Today is the Day of Caring, a day when thousands of volunteers from local businesses donate their time and talents to help schools and charities in our area. The Trident United Way organizes this annual blitz, and IPPL has taken part since 2004.
Until last year, the Day of Caring was always held in September and came to be regarded as a way to commemorate the tragedy of 9/11 by giving back in a positive way. This year, TUW decided to mix things up a bit. When the Day of Caring was in September, we would worry about heat waves and always stock up on extra bottled water for our volunteers. This year, we weren’t sure the thermometer would get much above 50 degrees F, so we had coffee and cocoa handy in the kitchen.
But we were more than ready for our volunteer teams. In fact, we started prepping almost two weeks ago. On November 3, we welcomed once again a group of volunteers from the Mount Pleasant Garden Club.
They arrived to lay the groundwork (literally) for this year’s Day of Caring.
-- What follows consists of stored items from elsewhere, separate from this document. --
use serde::de::DeserializeOwned;
use serde_json::Value;

use crate::category::{Category, Fallback};
use crate::error::FetchError;
use crate::provider::{expect_array, ContentProvider};
use crate::types::{Description, MediaItem};

/// Which path produced a category collection.
#[derive(Debug, Clone, PartialEq, Eq)]
pub enum LoadOutcome {
    Fetched,
    /// The fetch failed and synthetic records were generated.
    Placeholder { reason: String },
    /// The fetch failed and the category's policy is to show nothing.
    Empty { reason: String },
}

impl LoadOutcome {
    pub fn is_fetched(&self) -> bool { matches!(self, LoadOutcome::Fetched) }
}

/// One collection plus how it was obtained.
#[derive(Debug, Clone)]
pub struct Loaded<T> {
    pub records: Vec<T>,
    pub outcome: LoadOutcome,
    /// Array elements that were not records and got discarded.
    pub dropped: usize,
}

/// Everything one category contributes to the catalog.
#[derive(Debug, Clone)]
pub struct CategoryData {
    pub category: Category,
    pub media: Loaded<MediaItem>,
    pub descriptions: Loaded<Description>,
}

/// Fetches and normalizes one category's media and description collections.
pub struct CategoryLoader<'a> {
    provider: &'a dyn ContentProvider,
    asset_root: &'a str,
    placeholder_count: usize,
}

impl<'a> CategoryLoader<'a> {
    pub fn new(provider: &'a dyn ContentProvider, asset_root: &'a str, placeholder_count: usize) -> Self {
        Self { provider, asset_root: asset_root.trim_end_matches('/'), placeholder_count }
    }

    /// Never fails: fetch errors are logged and replaced per the category's fallback.
    pub async fn load(&self, category: Category) -> CategoryData {
        let info = category.info();
        let (media, descriptions) = futures::join!(
            fetch_records::<MediaItem>(self.provider, info.media_resource),
            fetch_records::<Description>(self.provider, info.description_resource),
        );

        let mut media = match media {
            Ok((records, dropped)) => Loaded { records, outcome: LoadOutcome::Fetched, dropped },
            Err(e) => self.fallback(category, &e, placeholder_media),
        };
        let descriptions = match descriptions {
            Ok((records, dropped)) => Loaded { records, outcome: LoadOutcome::Fetched, dropped },
            Err(e) => self.fallback(category, &e, placeholder_descriptions),
        };

        for item in &mut media.records {
            normalize_media_paths(item, self.asset_root);
        }

        CategoryData { category, media, descriptions }
    }

    fn fallback<T>(&self, category: Category, err: &FetchError, generate: fn(Category, usize) -> Vec<T>) -> Loaded<T> {
        let reason = err.to_string();
        match category.info().fallback {
            Fallback::Placeholder => {
                tracing::warn!(%category, error = %err, count = self.placeholder_count, "fetch failed, generating placeholder data");
                Loaded { records: generate(category, self.placeholder_count), outcome: LoadOutcome::Placeholder { reason }, dropped: 0 }
            }
            Fallback::Empty => {
                tracing::warn!(%category, error = %err, "fetch failed, leaving collection empty");
                Loaded { records: Vec::new(), outcome: LoadOutcome::Empty { reason }, dropped: 0 }
            }
        }
    }
}

async fn fetch_records<T: DeserializeOwned>(
    provider: &dyn ContentProvider,
    resource: &str,
) -> Result<(Vec<T>, usize), FetchError> {
    let items = expect_array(resource, provider.fetch_json(resource).await?)?;
    let total = items.len();
    let records: Vec<T> = items
        .into_iter()
        .enumerate()
        .filter_map(|(i, v)| decode_record(resource, i, v))
        .collect();
    let dropped = total - records.len();
    Ok((records, dropped))
}

fn decode_record<T: DeserializeOwned>(resource: &str, index: usize, v: Value) -> Option<T> {
    if !v.is_object() {
        tracing::warn!(resource, index, "skipping non-object record");
        return None;
    }
    match serde_json::from_value(v) {
        Ok(r) => Some(r),
        Err(e) => {
            tracing::warn!(resource, index, error = %e, "skipping undecodable record");
            None
        }
    }
}

/// Rewrites a relative image path that does not already point into an asset
/// directory to `<asset_root>/<basename>`. Absolute `http` URLs are untouched.
pub fn normalize_asset_path(url: &str, asset_root: &str) -> String {
    let root = asset_root.trim_end_matches('/');
    let under_root = !root.is_empty()
        && url.strip_prefix(root).is_some_and(|rest| rest.is_empty() || rest.starts_with('/'));
    let qualified = url.contains("assets") || under_root;
    if url.is_empty() || qualified || url.starts_with("http") {
        return url.to_string();
    }
    let basename = url.rsplit('/').next().unwrap_or(url);
    format!("{root}/{basename}")
}

pub fn normalize_media_paths(item: &mut MediaItem, asset_root: &str) {
    item.image_url = normalize_asset_path(&item.image_url, asset_root);
    item.thumbnail_url = normalize_asset_path(&item.thumbnail_url, asset_root);
}

/// Synthetic media items `<category>-1..=count`.
pub fn placeholder_media(category: Category, count: usize) -> Vec<MediaItem> {
    let slug = category.slug();
    let label = category.label();
    (1..=count)
        .map(|n| MediaItem {
            id: format!("{slug}-{n}"),
            image_url: format!("https://via.placeholder.com/800x500?text={slug}+Item+{n}"),
            thumbnail_url: format!("https://via.placeholder.com/200x150?text={slug}+Item+{n}"),
            alt: format!("{label} Item {n}"),
            gallery: None,
        })
        .collect()
}

/// Synthetic descriptions matching [`placeholder_media`], with the category's
/// spec fields filled as `Sample <field> <n>`.
pub fn placeholder_descriptions(category: Category, count: usize) -> Vec<Description> {
    let slug = category.slug();
    let label = category.label();
    (1..=count)
        .map(|n| {
            let mut d = Description {
                id: format!("{slug}-{n}"),
                title: format!("{label} Item {n}"),
                description: format!(
                    "This is a detailed description for {slug} item {n}. It includes all the important information that a customer might want to know before making a purchase."
                ),
                ..Description::default()
            };
            for field in category.info().placeholder_fields {
                let value = format!("Sample {field} {n}");
                match *field {
                    "title" => d.title = value,
                    "description" => d.description = value,
                    "id" => {}
                    other => {
                        d.fields.insert(other.to_string(), Value::String(value));
                    }
                }
            }
            d
        })
        .collect()
}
As one of our DoC projects, we wanted the volunteer team from the University School of the Lowcountry to plant a veggie garden for our gibbons. They had done this as a pilot project last year, but this time we wanted to up our game by doing a more careful job of preparing the soil in our raised beds.
The Garden Club women had suggested that we incorporate some high-quality compost into the existing dirt and offered to do this for us—an offer we eagerly accepted. They not only sifted out impurities from the compost (stray plastic bits and such) and dug it in well, they also laid a handy border of landscape cloth and mulch around the beds.
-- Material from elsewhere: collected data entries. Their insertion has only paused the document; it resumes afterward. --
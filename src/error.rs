use crate::category::Category;

/// A content resource could not be turned into JSON.
#[derive(Debug, thiserror::Error)]
pub enum FetchError {
    #[error("request for {resource} failed: {source}")]
    Transport {
        resource: String,
        #[source]
        source: reqwest::Error,
    },
    #[error("{resource} answered HTTP {status}")]
    Status { resource: String, status: u16 },
    #[error("reading {resource} failed: {source}")]
    Io {
        resource: String,
        #[source]
        source: std::io::Error,
    },
    #[error("{resource} is not valid JSON: {source}")]
    Decode {
        resource: String,
        #[source]
        source: serde_json::Error,
    },
    #[error("{resource} returned {found}, expected an array")]
    Shape { resource: String, found: &'static str },
    #[error("invalid resource url {resource}: {source}")]
    Url {
        resource: String,
        #[source]
        source: url::ParseError,
    },
}

/// Which half of a catalog entry a lookup could not find.
#[derive(Debug, Clone, Copy, PartialEq, Eq)]
pub enum Missing {
    Media,
    Description,
    Both,
}

#[derive(Debug, Clone, PartialEq, Eq, thiserror::Error)]
pub enum LookupError {
    #[error("{category} data not found for id {id} (missing {missing:?})")]
    NotFound { category: Category, id: String, missing: Missing },
}

impl LookupError {
    /// Text shown inline in the category's content region.
    pub fn user_message(&self) -> String {
        match self {
            LookupError::NotFound { category, .. } => format!("{category} details not found."),
        }
    }
}

/// Why a media item could not become a grid tile.
#[derive(Debug, Clone, PartialEq, Eq, thiserror::Error)]
pub enum TileError {
    #[error("invalid {category} item at position {index}: missing {field}")]
    MissingField { category: Category, index: usize, field: &'static str },
}

/// Scaffolding problems that stop the page from being built at all.
#[derive(Debug, Clone, PartialEq, Eq, thiserror::Error)]
pub enum PageError {
    #[error("section container for {0} is missing")]
    MissingSection(Category),
    #[error("container id `{0}` is declared twice")]
    DuplicateContainer(String),
    #[error("page layout has no sections")]
    NoSections,
}

impl PageError {
    pub fn user_message(&self) -> &'static str { "Failed to initialize application." }
}

#[derive(Debug, thiserror::Error)]
pub enum ConfigError {
    #[error("reading config {path}: {source}")]
    Read {
        path: String,
        #[source]
        source: std::io::Error,
    },
    #[error("parsing config {path}: {source}")]
    Parse {
        path: String,
        #[source]
        source: toml::de::Error,
    },
    #[error("invalid value for {key}: {value}")]
    Invalid { key: &'static str, value: String },
}
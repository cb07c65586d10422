use std::collections::{BTreeMap, HashSet};
use std::fmt;

use futures::future::join_all;

use crate::category::Category;
use crate::config::Config;
use crate::error::{LookupError, Missing};
use crate::loader::{CategoryData, CategoryLoader, LoadOutcome, Loaded};
use crate::provider::ContentProvider;
use crate::types::{Description, Links, MediaItem};

pub const LINKS_RESOURCE: &str = "links.json";

/// A media item joined with its description.
#[derive(Debug, Clone, Copy)]
pub struct Entry<'a> {
    pub item: &'a MediaItem,
    pub description: &'a Description,
}

/// In-memory catalog for one page view. Built once by [`CatalogStore::load_all`],
/// then only read.
#[derive(Debug, Clone)]
pub struct CatalogStore {
    categories: BTreeMap<Category, CategoryData>,
    external_link: String,
    external_svg: String,
    links_outcome: LoadOutcome,
}

impl CatalogStore {
    /// Load every category and the links resource concurrently. Individual
    /// failures degrade to the category's fallback; the load as a whole never fails.
    pub async fn load_all(provider: &dyn ContentProvider, cfg: &Config) -> Self {
        tracing::info!("loading catalog");
        let loader = CategoryLoader::new(provider, cfg.asset_root(), cfg.placeholder_count);
        let (data, links) = futures::join!(
            join_all(Category::ALL.into_iter().map(|c| loader.load(c))),
            fetch_links(provider),
        );
        let store = Self::from_parts(data, links, cfg);
        for line in store.report().rows {
            tracing::info!(
                category = %line.category,
                media = line.media_count,
                descriptions = line.description_count,
                media_source = line.media_source(),
                description_source = line.description_source(),
                "category loaded"
            );
        }
        store
    }

    /// Assemble a store from already-loaded parts. Categories missing from
    /// `data` get empty collections.
    pub fn from_parts(data: Vec<CategoryData>, links: Result<Links, String>, cfg: &Config) -> Self {
        let mut categories: BTreeMap<Category, CategoryData> = data.into_iter().map(|d| (d.category, d)).collect();
        for c in Category::ALL {
            categories.entry(c).or_insert_with(|| CategoryData {
                category: c,
                media: Loaded { records: Vec::new(), outcome: LoadOutcome::Empty { reason: "not loaded".into() }, dropped: 0 },
                descriptions: Loaded { records: Vec::new(), outcome: LoadOutcome::Empty { reason: "not loaded".into() }, dropped: 0 },
            });
        }

        let mut external_link = cfg.external_link.clone();
        let mut external_svg = cfg.external_svg.clone();
        let links_outcome = match links {
            Ok(links) => {
                if let Some(l) = links.external_link.filter(|s| !s.trim().is_empty()) { external_link = l; }
                if let Some(s) = links.external_svg.filter(|s| !s.trim().is_empty()) { external_svg = s; }
                LoadOutcome::Fetched
            }
            Err(reason) => LoadOutcome::Empty { reason },
        };

        Self { categories, external_link, external_svg, links_outcome }
    }

    pub fn data(&self, category: Category) -> Option<&CategoryData> { self.categories.get(&category) }

    pub fn media(&self, category: Category) -> &[MediaItem] {
        self.categories.get(&category).map(|d| d.media.records.as_slice()).unwrap_or(&[])
    }

    pub fn descriptions(&self, category: Category) -> &[Description] {
        self.categories.get(&category).map(|d| d.descriptions.records.as_slice()).unwrap_or(&[])
    }

    pub fn external_link(&self) -> &str { &self.external_link }
    pub fn external_svg(&self) -> &str { &self.external_svg }
    pub fn links_outcome(&self) -> &LoadOutcome { &self.links_outcome }

    /// Both halves of the entry, or which half is missing. A detail view is
    /// never built from one half alone.
    pub fn lookup(&self, category: Category, id: &str) -> Result<Entry<'_>, LookupError> {
        let item = self.media(category).iter().find(|m| m.id == id);
        let description = self.descriptions(category).iter().find(|d| d.id == id);
        match (item, description) {
            (Some(item), Some(description)) => Ok(Entry { item, description }),
            (None, None) => Err(not_found(category, id, Missing::Both)),
            (None, Some(_)) => Err(not_found(category, id, Missing::Media)),
            (Some(_), None) => Err(not_found(category, id, Missing::Description)),
        }
    }

    /// Ids that appear in only one of the category's collections.
    pub fn integrity(&self, category: Category) -> Integrity {
        let media_ids: HashSet<&str> = self.media(category).iter().map(|m| m.id.as_str()).collect();
        let desc_ids: HashSet<&str> = self.descriptions(category).iter().map(|d| d.id.as_str()).collect();
        Integrity {
            media_only: self
                .media(category)
                .iter()
                .filter(|m| !desc_ids.contains(m.id.as_str()))
                .map(|m| m.id.clone())
                .collect(),
            description_only: self
                .descriptions(category)
                .iter()
                .filter(|d| !media_ids.contains(d.id.as_str()))
                .map(|d| d.id.clone())
                .collect(),
        }
    }

    pub fn report(&self) -> LoadReport {
        let rows = self
            .categories
            .values()
            .map(|d| CategoryReport {
                category: d.category,
                media_count: d.media.records.len(),
                description_count: d.descriptions.records.len(),
                media_outcome: d.media.outcome.clone(),
                description_outcome: d.descriptions.outcome.clone(),
                dropped: d.media.dropped + d.descriptions.dropped,
                integrity: self.integrity(d.category),
            })
            .collect();
        LoadReport { rows, links_outcome: self.links_outcome.clone() }
    }
}

fn not_found(category: Category, id: &str, missing: Missing) -> LookupError {
    LookupError::NotFound { category, id: id.to_string(), missing }
}

async fn fetch_links(provider: &dyn ContentProvider) -> Result<Links, String> {
    let doc = match provider.fetch_json(LINKS_RESOURCE).await {
        Ok(doc) => doc,
        Err(e) => {
            tracing::warn!(error = %e, "links unavailable, keeping defaults");
            return Err(e.to_string());
        }
    };
    serde_json::from_value(doc).map_err(|e| {
        tracing::warn!(error = %e, "links payload ignored");
        e.to_string()
    })
}

#[derive(Debug, Clone, Default, PartialEq, Eq)]
pub struct Integrity {
    pub media_only: Vec<String>,
    pub description_only: Vec<String>,
}

impl Integrity {
    pub fn is_clean(&self) -> bool { self.media_only.is_empty() && self.description_only.is_empty() }
}

#[derive(Debug, Clone)]
pub struct CategoryReport {
    pub category: Category,
    pub media_count: usize,
    pub description_count: usize,
    pub media_outcome: LoadOutcome,
    pub description_outcome: LoadOutcome,
    pub dropped: usize,
    pub integrity: Integrity,
}

impl CategoryReport {
    pub fn media_source(&self) -> &'static str { source_label(&self.media_outcome) }
    pub fn description_source(&self) -> &'static str { source_label(&self.description_outcome) }
}

fn source_label(o: &LoadOutcome) -> &'static str {
    match o {
        LoadOutcome::Fetched => "fetched",
        LoadOutcome::Placeholder { .. } => "placeholder",
        LoadOutcome::Empty { .. } => "empty",
    }
}

/// Per-category summary of a catalog load.
#[derive(Debug, Clone)]
pub struct LoadReport {
    pub rows: Vec<CategoryReport>,
    pub links_outcome: LoadOutcome,
}

impl fmt::Display for LoadReport {
    fn fmt(&self, f: &mut fmt::Formatter<'_>) -> fmt::Result {
        for r in &self.rows {
            write!(
                f,
                "{:<8} media {:>3} ({}) descriptions {:>3} ({})",
                r.category.slug(),
                r.media_count,
                r.media_source(),
                r.description_count,
                r.description_source()
            )?;
            if r.dropped > 0 { write!(f, " dropped {}", r.dropped)?; }
            if !r.integrity.is_clean() {
                write!(
                    f,
                    " orphans {}/{}",
                    r.integrity.media_only.len(),
                    r.integrity.description_only.len()
                )?;
            }
            writeln!(f)?;
        }
        write!(f, "links    ({})", source_label(&self.links_outcome))
    }
}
So when our USL volunteers arrived bright and early this morning, we were ready for them.
The kids were good workers and had the cool-weather veggies planted in no time: rainbow chard and swiss chard, white moon kale and green kale.
Our gibbons will love them!
When the students were done in the garden, they planted bulbs (daffodils and hyacinths) in some of our flower beds and along our long gravel driveway.
Our caregiver Samantha said the kids were all quite bright, were very interested in the gibbons, and had clearly read up about IPPL and our sanctuary. They loved the distinctive sounds that Tong makes and asked questions about things like gibbon coat colors. One youngster even knew what “brachiation” was.
We were also glad to welcome back a team from Hagemeyer.
These hardworking folks never disappoint.
They pruned overgrown plantings and raked away debris.
They re-painted the wooden climbing towers that our gibbons love to perch on.
They even washed the windows of our guest cottage and office building (for which I am personally grateful).
Because of the chilly weather, we wondered if the gibbons would have to stay inside the whole day. Fortunately it warmed up enough to let them out to enjoy the brisk mid-day air—as well as a view of unusually tidy sanctuary grounds and the sight of freshly planted veggie seedlings settling into the rich, dark earth.